Can the Internet Rig Elections?
Read more about: Blogging, Government, Irish Election
Damien’s second post in the series on rigging an election online is up. Yesterday he went through how the web can organise cells, as it were, of supporters that are actively canvassing throughout the year-convincing, reporting and polling so as to delivery at election day.
The E.A.B. system’s Reach module allows the creation of cells of subtle volunteers, who in turn are in charge of influencing 50 people in their social grouping who would be classed as swing voters. These 50 people are all profiled and their constituency and social status are logged in the database. Also whether they are registered to vote. This is the important differentiation compared to the traditional systems.
Today it moves to the dirty work of data and digging through information on your own candidate and the oppositions. Ability to see what is said, printed and mentioned on your candidate and the oppositions is quite scary.

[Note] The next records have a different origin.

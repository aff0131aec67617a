//! Wires the wallet, session, purchase and indexing clients together and
//! runs one [`Command`] against them.

use std::sync::Arc;

use alloy_primitives::Address;
use alloy_provider::{DynProvider, Provider, ProviderBuilder};
use deworld::config::MarketConfig;
use deworld::history::{HistoryFilter, HistoryReader};
use deworld::notify::Notifier;
use deworld::purchase::PurchaseOrchestrator;
use deworld::session::{ClientFactory, SessionManager};
use deworld::wallet::{detect_provider, short_address};
use deworld_evm::{EvmMarketClient, LocalWallet, PaymasterChannel};
use deworld_graph::GraphClient;
use tokio::task::JoinHandle;
use url::Url;

use crate::cli::Command;
use crate::config::CliConfig;
use crate::console::{
    print, render_history, render_network, render_products, render_purchase, render_snapshot,
};
use crate::error::CliError;

/// Direct-gas client bound to the local wallet.
pub type Client = EvmMarketClient<DynProvider, LocalWallet>;

/// Session over the local wallet.
pub type Session = SessionManager<LocalWallet, Client>;

/// Paymaster channel bound to the local wallet.
pub type Channel = PaymasterChannel<DynProvider, LocalWallet>;

/// A configured client, ready to run commands.
#[derive(Debug)]
pub struct App {
    market: MarketConfig,
    session: Arc<Session>,
    orchestrator: PurchaseOrchestrator<LocalWallet, Client, Channel>,
    history: HistoryReader<GraphClient>,
    indexer: GraphClient,
    auto_switch: bool,
    watcher: JoinHandle<()>,
}

impl App {
    /// Builds every client from `config`. No network request is made.
    ///
    /// Must be called inside a tokio runtime: the session starts following
    /// the wallet's chain changes immediately.
    ///
    /// # Errors
    ///
    /// Returns an error if the private key is missing or malformed, or if an
    /// endpoint URL is invalid.
    pub fn new(config: CliConfig, notifier: Arc<dyn Notifier>) -> Result<Self, CliError> {
        if config.private_key_missing() {
            return Err(CliError::MissingPrivateKey);
        }
        let injected = LocalWallet::from_private_key(&config.private_key, config.starting_chain())?;
        let wallet = detect_provider(Some(Arc::new(injected)), &*notifier)?;

        let chain = &config.market.chain;
        let rpc_url: Url = chain
            .rpc_urls
            .first()
            .ok_or(CliError::NoRpcUrl(chain.chain_id))?
            .parse()?;
        #[cfg(feature = "telemetry")]
        tracing::info!(chain = %chain.chain_id, rpc_url = %rpc_url, "Using HTTP transport");
        let provider = ProviderBuilder::new().connect_http(rpc_url).erased();

        let indexer =
            GraphClient::try_new(config.indexer_url.clone())?.with_timeout(config.indexer_timeout());
        let history = HistoryReader::new(indexer.clone(), Arc::clone(&notifier));

        let reads = provider.clone();
        let market = config.market.clone();
        let make_client: ClientFactory<LocalWallet, Client> =
            Box::new(move |wallet| EvmMarketClient::new(reads.clone(), wallet, &market));
        let session = Arc::new(SessionManager::new(
            Arc::clone(&wallet),
            config.market.clone(),
            Arc::clone(&notifier),
            make_client,
        ));
        let watcher = Arc::clone(&session).watch_chain_changes();

        let channel = PaymasterChannel::new(provider, wallet, &config.market);
        let orchestrator = PurchaseOrchestrator::new(Arc::clone(&session), Arc::new(channel));

        Ok(Self {
            market: config.market,
            session,
            orchestrator,
            history,
            indexer,
            auto_switch: false,
            watcher,
        })
    }

    /// Switches the wallet to the marketplace chain before commands that need it.
    #[must_use]
    pub fn with_auto_switch(mut self, auto_switch: bool) -> Self {
        self.auto_switch = auto_switch;
        self
    }

    /// The session.
    #[must_use]
    pub const fn session(&self) -> &Arc<Session> {
        &self.session
    }

    /// Connects the wallet, switching chains first when asked to.
    async fn open(&self) -> Result<Address, CliError> {
        let account = self.session.connect().await?;
        if self.auto_switch && self.session.guard().status().needs_switch() {
            self.switch().await?;
        }
        Ok(account)
    }

    async fn switch(&self) -> Result<(), CliError> {
        let status = self.session.guard().request_switch().await?;
        if status.is_correct() {
            // Failures are already reported as notices.
            self.session.refresh_balance().await.ok();
        }
        Ok(())
    }

    fn print_status(&self, account: Address) {
        print(&format!("account: {} ({account})", short_address(&account)));
        print(&render_network(&self.session.guard().status(), &self.market.chain));
        if let Some(balance) = self.session.balance() {
            print(&format!("balance: {balance}"));
        }
    }

    /// Runs `command`.
    ///
    /// # Errors
    ///
    /// Returns the first failing step's error. Failures have already been
    /// reported through the notifier.
    pub async fn execute(&self, command: Command) -> Result<(), CliError> {
        match command {
            Command::Connect => {
                let account = self.open().await?;
                self.print_status(account);
            }
            Command::SwitchNetwork => {
                let account = self.session.connect().await?;
                self.switch().await?;
                self.print_status(account);
            }
            Command::Mint => {
                self.open().await?;
                self.session.mint_stablecoin().await?;
                if let Some(balance) = self.session.balance() {
                    print(&format!("balance: {balance}"));
                }
            }
            Command::Balance => {
                self.open().await?;
                let snapshot = self.session.refresh_snapshot().await?;
                print(&render_snapshot(&snapshot));
            }
            Command::Products { planet } => {
                let products = self.indexer.products(&planet).await?;
                print(&render_products(&products, &self.market.stablecoin));
            }
            Command::Buy {
                product,
                quantity,
                pay,
            } => {
                self.open().await?;
                let listing = self
                    .indexer
                    .product(product)
                    .await?
                    .ok_or(CliError::ProductNotFound(product))?;
                let result = self
                    .orchestrator
                    .buy(pay.into(), &listing, quantity)
                    .await?;
                print(&render_purchase(&result, &self.market.chain, &self.market.stablecoin));
            }
            Command::History { purchase } => {
                let filter = match purchase {
                    Some(id) => HistoryFilter::PurchaseId(id),
                    None => HistoryFilter::Account(self.open().await?),
                };
                let purchases = self.history.query(filter).await?;
                print(&render_history(&purchases, &self.market.stablecoin));
            }
        }
        Ok(())
    }
}

impl Drop for App {
    fn drop(&mut self) {
        self.watcher.abort();
    }
}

When policy inconsistencies and gaffs are spotted a special alert is sent out. The Tracker database can also be used to supply sympathetic media outlets and bloggers with “attack” information on opposition candidates.
Pie in the sky? Or the way of the future?







Pie in the sky. Irish politics does not run on issues like that.
I don’t really see how anything mentioned constitutes rigging.
fair point Niall, tho its damiens phrasing not mine. I would suspect that he means it in the sense of deploying ict in ways that might seem unfair or at least overly controlling of ‘open’ democratic processes? Not sure tho-head over and ask him.
Aye Simon your right in a sense but it seems that Damien is arguing that technology can win you elections in a way irish politics does run (targetting people, convincing friends, manipulating media and ‘negative’ information) rather than just the ol blogging.
To the first module of the system check out the research area of social network analysis, every major telecom is doing it to their data. So are half the social informatics researchers in the states who’re aiming to figure cell structure of terrorist cells.
To the second module of the system, checkout Excaliber I posted something on it around 2004 which Labour has been using in the UK since around 1995.
A more scholarly type person may be interested in “Think global, talk local: Getting the party political message across in the age of the Internet” or “Election Campaigning Online- German Party Websites in the 2002 National Elections” or “Voters in a Changing Media Environment- A Data-Based Retrospective on Consequences of Media Change in Germany”.
For bloggers there is a nice article on the German elections, “Weblog Campaigning in the German Bundestag Election 2005”.
These ideas aren’t new I know that FF and FG have been kicking them around for several years but of course if I said any more I’d have to kill you or charge you enough of a fee that it’d probably have the same effect.
Cian my point is that information matters little to people in Irish elections. It is done on reputation and who people meet face to face. Reputation is not made from the papers but through word of mouth. Most people are not political in this country or members of parties. Which is shrinking so the convincing friends has very limited scope.
Simon, I think Damien is suggesting that if you can have some many friends in your bebo or facebook account that it doesn’t have to be face to face anymore. Electronically canvassing a friend for support is becoming more acceptable which means that the scope could actually be increasing. There is a generational gap that exists but by the next election there will be candidates young enough for this style of approach to work, perhaps we’ll even see it in the forthcoming locals.
Yes Braz but the amount of people that are political and thus likely to be able to canvas is tiny compared to the general population even if they have 50 non-mutual friends That is still feck all people.
didn’t that thai thaskin guy having the mobile network to play with really help him to win, sending out message free to millions of young voters, I remember hearing it reported as some sort demostration of technology to progressing democracy when it was really just some rich guy abusing his business power to get elected.